In hard-to-reach areas like Ikongo, the distance between households and health care facilities is significant, and there is a lack of transportation. "After seeing my son's condition deteriorate, I decided to go to the nearest health center,” said Soanary, the mother of a 4-year-old boy suffering from malnutrition and malaria. “To get here, I had to walk for four hours and cross through water, carrying my son on my back.” Soanary isn't the only one facing this situation. As a result, people only seek medical care when their health has deteriorated to a critical condition.

A mother cradles her child in her lap on a hospital bed.
Ravoavy brought her 4-year-old son Razafiasy to MSF's facility for treatment for malaria and malnutrition.
Madagascar 2024 © Coralie Mulliez/MSF

Climate change is at the heart of the crisis

Madagascar has been severely affected by extreme weather events that challenge access to health facilities and threaten the overall state of health and nutrition. This situation has played a significant role in the rise of malaria and malnutrition.

According to the World Health Organization, the rates of malaria cases and deaths from malaria increased by 25 to 55 percent between 2015 and 2022. The 2023 World Malaria Report highlights that these rates surged by more than 100 percent between 2000 and 2022.

People next to a muddy river in Madagascar.
The Ikongo district is often hit by extreme weather conditions and cyclones, further limiting people’s already restricted access to health care.
Madagascar 2024 © Coralie Mulliez/MSF

Changes in temperature and rainfall have resulted in floods and significant heat waves that impact the behavior and survival of anopheles mosquitoes which spread malaria, leading to increased disease transmission within communities. In Ikongo district, which already experiences a humid tropical climate, the effects of climate change are particularly severe: Many villages in Ikongo are surrounded by marshes and rivers, and heavy rains cause the flooding of plantations and rice fields, worsening the already precarious nutritional conditions in the area. "During the rainy season, our health centers receive a lot of malaria cases," explained Evelyne, a nurse at the Ikongo primary health center. 

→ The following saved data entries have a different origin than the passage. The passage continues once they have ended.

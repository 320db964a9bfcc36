//! `gloo-net` transport for the analytics API.

use std::future::Future;

use bi_core::{Endpoint, Fetch, FetchError};
use serde_json::Value;

/// Per-request deadline.
pub const TIMEOUT_MS: u32 = 15_000;

#[derive(Debug, Clone, PartialEq)]
pub struct HttpFetch {
    base: String,
    token: Option<String>,
}

impl HttpFetch {
    pub fn new(base: impl Into<String>, token: Option<String>) -> Self {
        Self {
            base: base.into(),
            token,
        }
    }

    pub fn url(&self, endpoint: &Endpoint) -> String {
        endpoint.url(&self.base)
    }

    pub fn authorization(&self) -> Option<String> {
        self.token.as_ref().map(|t| format!("Bearer {t}"))
    }
}

/// Parses a response body; an empty body reads as JSON `null`.
pub fn parse_body(text: &str) -> Result<Value, FetchError> {
    if text.trim().is_empty() {
        return Ok(Value::Null);
    }
    serde_json::from_str(text).map_err(|e| FetchError::Decode(e.to_string()))
}

#[cfg(target_arch = "wasm32")]
async fn send(url: String, authorization: Option<String>) -> Result<Value, FetchError> {
    use gloo_net::http::Request;

    let mut req = Request::get(&url).header("Accept", "application/json");
    if let Some(auth) = &authorization {
        req = req.header("Authorization", auth);
    }
    let resp = req
        .send()
        .await
        .map_err(|e| FetchError::Network(e.to_string()))?;
    if !resp.ok() {
        return Err(FetchError::Status {
            status: resp.status(),
            url,
        });
    }
    let text = resp
        .text()
        .await
        .map_err(|e| FetchError::Network(e.to_string()))?;
    parse_body(&text)
}

#[cfg(target_arch = "wasm32")]
async fn get_with_timeout(url: String, authorization: Option<String>) -> Result<Value, FetchError> {
    use futures::future::{select, Either};
    use gloo_timers::future::TimeoutFuture;

    let request = Box::pin(send(url.clone(), authorization));
    let timeout = Box::pin(TimeoutFuture::new(TIMEOUT_MS));
    let result = match select(request, timeout).await {
        Either::Left((result, _)) => result,
        Either::Right(_) => Err(FetchError::Timeout(TIMEOUT_MS)),
    };
    if let Err(e) = &result {
        crate::log::warn(&format!("GET {url} failed: {e}"));
    }
    result
}

impl Fetch for HttpFetch {
    #[cfg(target_arch = "wasm32")]
    fn get_json(&self, endpoint: &Endpoint) -> impl Future<Output = Result<Value, FetchError>> {
        get_with_timeout(self.url(endpoint), self.authorization())
    }

    #[cfg(not(target_arch = "wasm32"))]
    fn get_json(&self, endpoint: &Endpoint) -> impl Future<Output = Result<Value, FetchError>> {
        std::future::ready(Err(FetchError::Network(format!(
            "no browser transport for {}",
            self.url(endpoint)
        ))))
    }
}

#[cfg(test)]
mod tests {
    use super::*;
    use bi_core::endpoint::paths;

    #[test]
    fn urls_join_base_and_query() {
        let fetch = HttpFetch::new("https://bi.example.com/api/", None);
        let ep = Endpoint::new(paths::INVESTOR_KPIS).param("city", "San Luis Potosí");
        assert_eq!(
            fetch.url(&ep),
            "https://bi.example.com/api/investor/kpis?city=San+Luis+Potos%C3%AD"
        );
    }

    #[test]
    fn bearer_header_only_with_token() {
        assert_eq!(HttpFetch::new("/api", None).authorization(), None);
        assert_eq!(
            HttpFetch::new("/api", Some("abc".into())).authorization().as_deref(),
            Some("Bearer abc")
        );
    }

    #[test]
    fn empty_body_is_null() {
        assert_eq!(parse_body("  "), Ok(Value::Null));
        assert_eq!(parse_body("[1]"), Ok(serde_json::json!([1])));
        assert!(matches!(parse_body("<html>"), Err(FetchError::Decode(_))));
    }
}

Often, children with malaria also have malnutrition. "We have at least one new case of a malnourished child who also suffers from severe malaria every week during the rainy season," said Dr. Nantenaina, a doctor at the intensive therapeutic feeding center operated by MSF.

MSF teams at the Ikongo regional hospital measure a child's mid-upper arm circumference to diagnose malnutrition.
MSF teams at the Ikongo regional hospital measure a child's mid-upper arm circumference to diagnose malnutrition.
Madagascar 2024 © Coralie Mulliez/MSF

Our work in Ikongo

MSF has been present in Ikongo since 2022. Between then and March 2024, MSF medical teams collaborating with Madagascar health authorities and health promoters diagnosed and treated 2,205 children suffering from both malnutrition and malaria, including 256 cases this year. In response to food insecurity exacerbated by climate-related weather events such as cyclones, MSF teams have increased activities in the southern part of Madagascar, which has been the most affected. Currently, MSF is supporting seven primary health centers and two intensive nutritional clinics to diagnose and treat malnourished children in Ikongo district.